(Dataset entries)

//! Rule-based traffic classification: rule sets, policy groups and node
//! health, resolved into a per-connection routing action.

pub mod cli;
pub mod common;
pub mod config;
pub mod dispatch;
pub mod external;
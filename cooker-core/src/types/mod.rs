//! Identifiers and content hashes shared across the crate.

/// SHA-256 content hashes
pub mod hash;
/// Item, platform and worker identifiers
pub mod ids;

pub use hash::{ContentHash, InputHasher};
pub use ids::{ItemId, Platform, WorkerId};
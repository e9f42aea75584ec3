//! The cook scheduler: work items, their state machine, the queues between
//! pipeline stages and the policies (cache, retry, GC) applied along the way.

/// Incremental build cache
pub mod cache;
/// Leaf-first ordering of request batches
pub mod cluster;
/// Tunables for every stage
pub mod config;
/// The scheduler and its public API
pub mod cooker;
/// Completion and state-change notifications
pub mod events;
/// When to collect garbage
pub mod gc;
/// Work items, instigators and per-platform results
pub mod item;
/// Traits the cooker consumes from the content layer
pub mod leaf;
/// Periodic tasks run between pumps
pub mod pollable;
/// Urgency-banded queues
pub mod queue;
pub(crate) mod session;
/// Item states and legal transitions
pub mod state;
/// Arena of work items keyed by id
pub mod table;

mod discovery;
mod load;
mod save;

pub use cache::{BuildCache, BuildCacheEntry, BuildCacheStore, CacheLookup, MemoryCacheStore, MissReason};
pub use config::CookerConfig;
pub use cooker::{CookAction, CookSummary, Cooker, CookerCommand, CookerHandle};
pub use events::{CookEvent, CookEventBus};
pub use gc::{CollectionRequest, Collector, GcTrigger, MemoryPressure, MemoryProbe, MemorySample};
pub use item::{DependencyKind, DiscoveredDependency, Instigator, PlatformResult, Reachability, Urgency, WorkItem};
pub use leaf::{ArtifactMetadata, ArtifactSink, ContentHandle, ContentProvider, LeafError, Readiness, SaveOutput};
pub use state::{ItemState, LoadSubState, SaveSubState, StateChangeReason};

Work instructions – Having output the line that contains "filename cooker-core/src/types/mod.rs", stop. Every line before it, back to the first line of the data, must be reproduced exactly.

Expected output –
//! Rule-based traffic classification: rule sets, policy groups and node
//! health, resolved into a per-connection routing action.

pub mod cli;
pub mod common;
pub mod config;
pub mod dispatch;
pub mod external;
filename cooker-core/src/types/mod.rs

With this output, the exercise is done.